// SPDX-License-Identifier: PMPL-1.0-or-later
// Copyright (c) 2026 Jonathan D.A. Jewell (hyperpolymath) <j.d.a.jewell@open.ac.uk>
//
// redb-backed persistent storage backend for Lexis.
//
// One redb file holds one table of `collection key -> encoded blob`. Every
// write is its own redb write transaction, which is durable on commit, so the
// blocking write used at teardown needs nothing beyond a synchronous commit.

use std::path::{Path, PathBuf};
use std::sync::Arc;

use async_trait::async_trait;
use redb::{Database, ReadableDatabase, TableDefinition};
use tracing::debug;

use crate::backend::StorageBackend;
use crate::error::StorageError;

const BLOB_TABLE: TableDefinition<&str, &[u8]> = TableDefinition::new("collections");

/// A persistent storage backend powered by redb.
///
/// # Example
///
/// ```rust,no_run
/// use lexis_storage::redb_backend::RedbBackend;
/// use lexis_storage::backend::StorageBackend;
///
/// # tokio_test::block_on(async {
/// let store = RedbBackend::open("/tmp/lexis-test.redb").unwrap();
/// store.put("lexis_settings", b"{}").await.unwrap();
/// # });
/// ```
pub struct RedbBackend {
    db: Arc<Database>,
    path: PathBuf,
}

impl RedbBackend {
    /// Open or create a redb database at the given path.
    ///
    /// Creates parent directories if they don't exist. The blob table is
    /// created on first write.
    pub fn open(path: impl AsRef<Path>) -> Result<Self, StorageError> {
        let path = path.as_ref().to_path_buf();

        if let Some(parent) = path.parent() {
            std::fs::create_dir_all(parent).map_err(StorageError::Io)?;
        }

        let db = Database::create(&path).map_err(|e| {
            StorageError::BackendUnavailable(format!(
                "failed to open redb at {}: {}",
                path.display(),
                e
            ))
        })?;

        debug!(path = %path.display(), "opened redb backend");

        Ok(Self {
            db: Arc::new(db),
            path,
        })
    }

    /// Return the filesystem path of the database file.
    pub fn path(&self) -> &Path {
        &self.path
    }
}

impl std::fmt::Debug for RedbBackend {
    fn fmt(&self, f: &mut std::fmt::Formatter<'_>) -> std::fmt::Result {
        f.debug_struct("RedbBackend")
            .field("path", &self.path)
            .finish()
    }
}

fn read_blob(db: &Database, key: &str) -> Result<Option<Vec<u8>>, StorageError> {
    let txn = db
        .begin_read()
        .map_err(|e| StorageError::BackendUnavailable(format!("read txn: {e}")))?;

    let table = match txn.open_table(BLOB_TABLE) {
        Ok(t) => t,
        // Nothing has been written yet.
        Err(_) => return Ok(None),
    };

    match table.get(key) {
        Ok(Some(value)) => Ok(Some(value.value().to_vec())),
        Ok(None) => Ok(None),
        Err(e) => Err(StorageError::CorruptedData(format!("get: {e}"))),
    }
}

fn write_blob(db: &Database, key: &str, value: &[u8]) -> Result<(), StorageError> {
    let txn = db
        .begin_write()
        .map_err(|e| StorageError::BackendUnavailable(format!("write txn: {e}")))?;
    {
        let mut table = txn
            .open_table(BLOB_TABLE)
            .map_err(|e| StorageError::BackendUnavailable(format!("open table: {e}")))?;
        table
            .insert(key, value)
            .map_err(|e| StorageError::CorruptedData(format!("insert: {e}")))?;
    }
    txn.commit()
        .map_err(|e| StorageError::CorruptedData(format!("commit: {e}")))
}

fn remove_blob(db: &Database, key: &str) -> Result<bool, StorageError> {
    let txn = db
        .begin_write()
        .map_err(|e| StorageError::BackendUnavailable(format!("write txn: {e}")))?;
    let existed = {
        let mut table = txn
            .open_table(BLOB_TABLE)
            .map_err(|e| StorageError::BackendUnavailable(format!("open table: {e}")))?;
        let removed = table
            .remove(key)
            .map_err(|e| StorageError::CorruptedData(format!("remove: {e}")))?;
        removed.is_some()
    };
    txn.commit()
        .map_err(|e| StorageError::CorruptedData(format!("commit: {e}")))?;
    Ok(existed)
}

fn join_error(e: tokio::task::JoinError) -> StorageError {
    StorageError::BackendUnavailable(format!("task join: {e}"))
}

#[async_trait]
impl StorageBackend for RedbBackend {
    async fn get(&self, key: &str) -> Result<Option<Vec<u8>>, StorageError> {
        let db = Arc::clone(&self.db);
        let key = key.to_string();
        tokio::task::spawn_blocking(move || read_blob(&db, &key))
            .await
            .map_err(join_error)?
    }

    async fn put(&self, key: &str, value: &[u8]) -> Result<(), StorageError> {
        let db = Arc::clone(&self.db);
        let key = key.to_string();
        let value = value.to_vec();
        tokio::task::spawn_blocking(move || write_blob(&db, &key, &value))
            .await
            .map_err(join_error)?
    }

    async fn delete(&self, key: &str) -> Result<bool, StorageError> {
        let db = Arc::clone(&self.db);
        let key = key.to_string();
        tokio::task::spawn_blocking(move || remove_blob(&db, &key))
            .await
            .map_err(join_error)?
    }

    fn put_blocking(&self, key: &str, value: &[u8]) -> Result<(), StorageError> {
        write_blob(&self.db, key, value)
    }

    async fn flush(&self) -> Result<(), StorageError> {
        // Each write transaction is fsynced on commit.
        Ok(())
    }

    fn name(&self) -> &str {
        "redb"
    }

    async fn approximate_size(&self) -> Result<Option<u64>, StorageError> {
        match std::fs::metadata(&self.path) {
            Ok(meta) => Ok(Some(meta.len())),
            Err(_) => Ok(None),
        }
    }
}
__________
Whatever the entries above contain, reproduce all of them exactly.

> [Answer section]
// SPDX-License-Identifier: PMPL-1.0-or-later
// Copyright (c) 2026 Jonathan D.A. Jewell (hyperpolymath) <j.d.a.jewell@open.ac.uk>
//
// redb-backed persistent storage backend for Lexis.
//
// One redb file holds one table of `collection key -> encoded blob`. Every
// write is its own redb write transaction, which is durable on commit, so the
// blocking write used at teardown needs nothing beyond a synchronous commit.

use std::path::{Path, PathBuf};
use std::sync::Arc;

use async_trait::async_trait;
use redb::{Database, ReadableDatabase, TableDefinition};
use tracing::debug;

use crate::backend::StorageBackend;
use crate::error::StorageError;

const BLOB_TABLE: TableDefinition<&str, &[u8]> = TableDefinition::new("collections");

/// A persistent storage backend powered by redb.
///
/// # Example
///
/// ```rust,no_run
/// use lexis_storage::redb_backend::RedbBackend;
/// use lexis_storage::backend::StorageBackend;
///
/// # tokio_test::block_on(async {
/// let store = RedbBackend::open("/tmp/lexis-test.redb").unwrap();
/// store.put("lexis_settings", b"{}").await.unwrap();
/// # });
/// ```
pub struct RedbBackend {
    db: Arc<Database>,
    path: PathBuf,
}

impl RedbBackend {
    /// Open or create a redb database at the given path.
    ///
    /// Creates parent directories if they don't exist. The blob table is
    /// created on first write.
    pub fn open(path: impl AsRef<Path>) -> Result<Self, StorageError> {
        let path = path.as_ref().to_path_buf();

        if let Some(parent) = path.parent() {
            std::fs::create_dir_all(parent).map_err(StorageError::Io)?;
        }

        let db = Database::create(&path).map_err(|e| {
            StorageError::BackendUnavailable(format!(
                "failed to open redb at {}: {}",
                path.display(),
                e
            ))
        })?;

        debug!(path = %path.display(), "opened redb backend");

        Ok(Self {
            db: Arc::new(db),
            path,
        })
    }

    /// Return the filesystem path of the database file.
    pub fn path(&self) -> &Path {
        &self.path
    }
}

impl std::fmt::Debug for RedbBackend {
    fn fmt(&self, f: &mut std::fmt::Formatter<'_>) -> std::fmt::Result {
        f.debug_struct("RedbBackend")
            .field("path", &self.path)
            .finish()
    }
}

fn read_blob(db: &Database, key: &str) -> Result<Option<Vec<u8>>, StorageError> {
    let txn = db
        .begin_read()
        .map_err(|e| StorageError::BackendUnavailable(format!("read txn: {e}")))?;

    let table = match txn.open_table(BLOB_TABLE) {
        Ok(t) => t,
        // Nothing has been written yet.
        Err(_) => return Ok(None),
    };

    match table.get(key) {
        Ok(Some(value)) => Ok(Some(value.value().to_vec())),
        Ok(None) => Ok(None),
        Err(e) => Err(StorageError::CorruptedData(format!("get: {e}"))),
    }
}

fn write_blob(db: &Database, key: &str, value: &[u8]) -> Result<(), StorageError> {
    let txn = db
        .begin_write()
        .map_err(|e| StorageError::BackendUnavailable(format!("write txn: {e}")))?;
    {
        let mut table = txn
            .open_table(BLOB_TABLE)
            .map_err(|e| StorageError::BackendUnavailable(format!("open table: {e}")))?;
        table
            .insert(key, value)
            .map_err(|e| StorageError::CorruptedData(format!("insert: {e}")))?;
    }
    txn.commit()
        .map_err(|e| StorageError::CorruptedData(format!("commit: {e}")))
}

fn remove_blob(db: &Database, key: &str) -> Result<bool, StorageError> {
    let txn = db
        .begin_write()
        .map_err(|e| StorageError::BackendUnavailable(format!("write txn: {e}")))?;
    let existed = {
        let mut table = txn
            .open_table(BLOB_TABLE)
            .map_err(|e| StorageError::BackendUnavailable(format!("open table: {e}")))?;
        let removed = table
            .remove(key)
            .map_err(|e| StorageError::CorruptedData(format!("remove: {e}")))?;
        removed.is_some()
    };
    txn.commit()
        .map_err(|e| StorageError::CorruptedData(format!("commit: {e}")))?;
    Ok(existed)
}

fn join_error(e: tokio::task::JoinError) -> StorageError {
    StorageError::BackendUnavailable(format!("task join: {e}"))
}

#[async_trait]
impl StorageBackend for RedbBackend {
    async fn get(&self, key: &str) -> Result<Option<Vec<u8>>, StorageError> {
        let db = Arc::clone(&self.db);
        let key = key.to_string();
        tokio::task::spawn_blocking(move || read_blob(&db, &key))
            .await
            .map_err(join_error)?
    }

    async fn put(&self, key: &str, value: &[u8]) -> Result<(), StorageError> {
        let db = Arc::clone(&self.db);
        let key = key.to_string();
        let value = value.to_vec();
        tokio::task::spawn_blocking(move || write_blob(&db, &key, &value))
            .await
            .map_err(join_error)?
    }

    async fn delete(&self, key: &str) -> Result<bool, StorageError> {
        let db = Arc::clone(&self.db);
        let key = key.to_string();
        tokio::task::spawn_blocking(move || remove_blob(&db, &key))
            .await
            .map_err(join_error)?
    }

    fn put_blocking(&self, key: &str, value: &[u8]) -> Result<(), StorageError> {
        write_blob(&self.db, key, value)
    }

    async fn flush(&self) -> Result<(), StorageError> {
        // Each write transaction is fsynced on commit.
        Ok(())
    }

    fn name(&self) -> &str {
        "redb"
    }

    async fn approximate_size(&self) -> Result<Option<u64>, StorageError> {
        match std::fs::metadata(&self.path) {
            Ok(meta) => Ok(Some(meta.len())),
            Err(_) => Ok(None),
        }
    }
}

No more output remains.